Lease Rights and Other Intangible Assets
Lease rights, representing costs incurred to acquire the lease of a specific commercial property, are recorded at
cost in other assets and are amortized over the lives of the respective leases. Other intangible assets include fees
associated with the acquisition of our credit facility and are recorded at cost in other assets and amortized over
the life of the facility.
Self-Insured Liabilities
We are primarily self-insured for workers’ compensation, employee health benefits and product and general
liability claims. We record self-insurance liabilities based on claims filed, including the development of those
claims, and an estimate of claims incurred but not yet reported. Factors affecting this estimate include future
inflation rates, changes in severity, benefit level changes, medical costs and claim settlement patterns. Should a
different amount of claims occur compared to what was estimated, or costs of the claims increase or decrease
beyond what was anticipated, reserves may need to be adjusted accordingly. We determine our workers’

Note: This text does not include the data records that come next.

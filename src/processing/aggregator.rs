//! # Result Aggregation
//!
//! Per-record outcome bookkeeping for one invocation. Every slot starts out as
//! unprocessed so that an interrupted loop never drops a record silently; the
//! engine then overwrites slots as handlers complete.

use crate::extractor::BatchRecord;
use crate::processing::errors::{AggregateProcessingError, RecordError};
use crate::processing::outcome::{RecordFailure, RecordSuccess};
use crate::processing::policy::ErrorHandlingPolicy;
use crate::processing::result::ProcessingResult;

#[derive(Debug)]
enum Slot {
    Unprocessed,
    Succeeded(Option<serde_json::Value>),
    Failed(RecordError),
}

#[derive(Debug, Default)]
pub(crate) struct OutcomeTable {
    slots: Vec<Slot>,
}

impl OutcomeTable {
    pub(crate) fn new(batch_size: usize) -> Self {
        let slots = (0..batch_size).map(|_| Slot::Unprocessed).collect();
        Self { slots }
    }

    pub(crate) fn is_empty(&self) -> bool {
        self.slots.is_empty()
    }

    pub(crate) fn record_success(&mut self, position: usize, data: Option<serde_json::Value>) {
        self.slots[position] = Slot::Succeeded(data);
    }

    pub(crate) fn record_failure(&mut self, position: usize, error: RecordError) {
        self.slots[position] = Slot::Failed(error);
    }

    /// Marks the failure at `position` as the one that stopped the batch
    pub(crate) fn mark_circuit_broken(&mut self, position: usize) {
        let slot = std::mem::replace(&mut self.slots[position], Slot::Unprocessed);
        self.slots[position] = match slot {
            Slot::Failed(error) => Slot::Failed(error.into_circuit_broken()),
            other => other,
        };
    }

    pub(crate) fn success_count(&self) -> usize {
        self.slots
            .iter()
            .filter(|slot| matches!(slot, Slot::Succeeded(_)))
            .count()
    }

    /// Moves every record into its outcome, in batch order
    pub(crate) fn into_result<R>(
        self,
        batch_records: Vec<BatchRecord<R>>,
        policy: ErrorHandlingPolicy,
    ) -> ProcessingResult<R> {
        debug_assert_eq!(self.slots.len(), batch_records.len());
        let batch_size = batch_records.len();
        let mut successes = Vec::new();
        let mut failures = Vec::new();

        let slots = batch_records.into_iter().zip(self.slots);
        for (position, (BatchRecord { record_id, record }, slot)) in slots.enumerate() {
            match slot {
                Slot::Succeeded(data) => successes.push(RecordSuccess {
                    record_id,
                    position,
                    record,
                    data,
                }),
                Slot::Failed(error) => failures.push(RecordFailure {
                    record_id,
                    position,
                    record,
                    error,
                }),
                Slot::Unprocessed => failures.push(RecordFailure {
                    error: RecordError::Unprocessed {
                        record_id: record_id.clone(),
                    },
                    record_id,
                    position,
                    record,
                }),
            }
        }

        ProcessingResult::new(batch_size, successes, failures, policy)
    }

    /// Bundles one error per unsuccessful record, in batch order
    pub(crate) fn into_aggregate_error<R>(
        self,
        batch_records: &[BatchRecord<R>],
    ) -> AggregateProcessingError {
        let errors = batch_records
            .iter()
            .zip(self.slots)
            .filter_map(|(batch_record, slot)| match slot {
                Slot::Succeeded(_) => None,
                Slot::Failed(error) => Some(error),
                Slot::Unprocessed => Some(RecordError::Unprocessed {
                    record_id: batch_record.record_id.clone(),
                }),
            })
            .collect();
        AggregateProcessingError::new(errors)
    }
}

#[cfg(test)]
mod tests {
    use super::*;
    use crate::processing::errors::FailureKind;
    use anyhow::anyhow;

    fn records(ids: &[&str]) -> Vec<BatchRecord<String>> {
        ids.iter()
            .map(|id| BatchRecord {
                record_id: id.to_string(),
                record: format!("payload-{id}"),
            })
            .collect()
    }

    #[test]
    fn test_untouched_slots_are_unprocessed() {
        let table = OutcomeTable::new(2);
        let result = table.into_result(records(&["a", "b"]), ErrorHandlingPolicy::StopOnFirstFailure);

        assert!(result.successes().is_empty());
        assert_eq!(result.failed_record_ids(), vec!["a", "b"]);
        assert!(result
            .failures()
            .iter()
            .all(|f| f.kind() == FailureKind::Unprocessed));
    }

    #[test]
    fn test_partition_and_order() {
        let mut table = OutcomeTable::new(4);
        table.record_success(2, Some(serde_json::json!("ok")));
        table.record_failure(3, RecordError::handler_failed("d", anyhow!("boom")));
        table.record_success(0, None);
        table.record_failure(1, RecordError::handler_failed("b", anyhow!("boom")));

        assert_eq!(table.success_count(), 2);
        let result = table.into_result(
            records(&["a", "b", "c", "d"]),
            ErrorHandlingPolicy::ContinueOnFailure,
        );

        let success_ids: Vec<_> = result.successes().iter().map(|s| s.record_id.as_str()).collect();
        assert_eq!(success_ids, vec!["a", "c"]);
        assert_eq!(result.failed_record_ids(), vec!["b", "d"]);
        assert_eq!(result.successes()[1].data, Some(serde_json::json!("ok")));
        assert_eq!(result.batch_size(), 4);
        assert_eq!(result.failures()[0].record, "payload-b");
    }

    #[test]
    fn test_records_move_into_outcomes_without_cloning() {
        // Deliberately not Clone
        #[derive(Debug, PartialEq)]
        struct Payload(u32);

        let batch = vec![
            BatchRecord::new("a", Payload(1)),
            BatchRecord::new("b", Payload(2)),
            BatchRecord::new("c", Payload(3)),
        ];
        let mut table = OutcomeTable::new(3);
        table.record_success(0, None);
        table.record_failure(1, RecordError::handler_failed("b", anyhow!("boom")));

        let result = table.into_result(batch, ErrorHandlingPolicy::ContinueOnFailure);

        assert_eq!(result.successes()[0].record, Payload(1));
        assert_eq!(result.failures()[0].record, Payload(2));
        assert_eq!(result.failures()[1].record, Payload(3));
        let records: Vec<_> = result.batch_records().into_iter().map(|(_, r)| r.0).collect();
        assert_eq!(records, vec![1, 2, 3]);
    }

    #[test]
    fn test_mark_circuit_broken_only_relabels_failures() {
        let mut table = OutcomeTable::new(2);
        table.record_failure(0, RecordError::handler_failed("a", anyhow!("boom")));
        table.mark_circuit_broken(0);
        table.mark_circuit_broken(1);

        let result = table.into_result(records(&["a", "b"]), ErrorHandlingPolicy::StopOnFirstFailure);
        assert_eq!(result.failures()[0].kind(), FailureKind::CircuitBroken);
        assert_eq!(result.failures()[1].kind(), FailureKind::Unprocessed);
    }

    #[test]
    fn test_aggregate_error_covers_every_record() {
        let mut table = OutcomeTable::new(3);
        table.record_failure(0, RecordError::handler_failed("a", anyhow!("boom")));
        table.mark_circuit_broken(0);

        let aggregate = table.into_aggregate_error(&records(&["a", "b", "c"]));
        assert_eq!(aggregate.record_ids(), vec!["a", "b", "c"]);
        let kinds: Vec<_> = aggregate.errors().iter().map(RecordError::kind).collect();
        assert_eq!(
            kinds,
            vec![
                FailureKind::CircuitBroken,
                FailureKind::Unprocessed,
                FailureKind::Unprocessed
            ]
        );
    }
}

compensation liability and general liability claims reserves based on an actuarial analysis. Reserves for self-
insurance liabilities of $21,512,000 and $23,407,000 as of February 3, 2008 and January 28, 2007, respectively,
are recorded within accrued salaries, benefits and other on our consolidated balance sheet.
Customer Deposits
Customer deposits are primarily comprised of unredeemed gift certificates, gift cards and merchandise credits
and deferred revenue related to undelivered merchandise. We maintain a liability for unredeemed gift certificates,
gift cards and merchandise credits until the earlier of redemption, escheatment or four years. During the second
quarter of fiscal 2006, we completed an analysis of our historical gift certificate and gift card redemption patterns
based on our historical redemption data. As a result of this analysis, we concluded that the likelihood of our gift
certificates and gift cards being redeemed beyond four years from the date of issuance is remote. As a result, we
changed our estimate of the elapsed time for recording income associated with unredeemed gift certificates and
gift cards to four years from our prior estimate of seven years. This change in estimate resulted in the recording
of income in selling, general and administrative expenses in the second quarter of fiscal 2006 of approximately
$12,400,000. As of February 3, 2008 and January 28, 2007, customer deposits were $201,743,000 and
$187,625,000, respectively.
Deferred Rent and Lease Incentives
For leases that contain fixed escalations of the minimum annual lease payment during the original term of the
lease, we recognize rental expense on a straight-line basis over the lease term, including the construction period,
and record the difference between rent expense and the amount currently payable as deferred rent. In accordance
with Financial Accounting Standards Board (“FASB”) Staff Position (“FSP”) 13-1, “Accounting for Rental Costs
Incurred During a Construction Period,” we record rental expense during the construction period. Deferred lease
incentives include construction allowances received from landlords, which are amortized on a straight-line basis
over the lease term, including the construction period.
Contingent Liabilities
Contingent liabilities are recorded when it is determined that the outcome of an event is expected to result in a
loss that is considered probable and reasonably estimable.
Fair Value of Financial Instruments
The carrying values of cash and cash equivalents, accounts receivable, investments, accounts payable and debt
approximate their estimated fair values.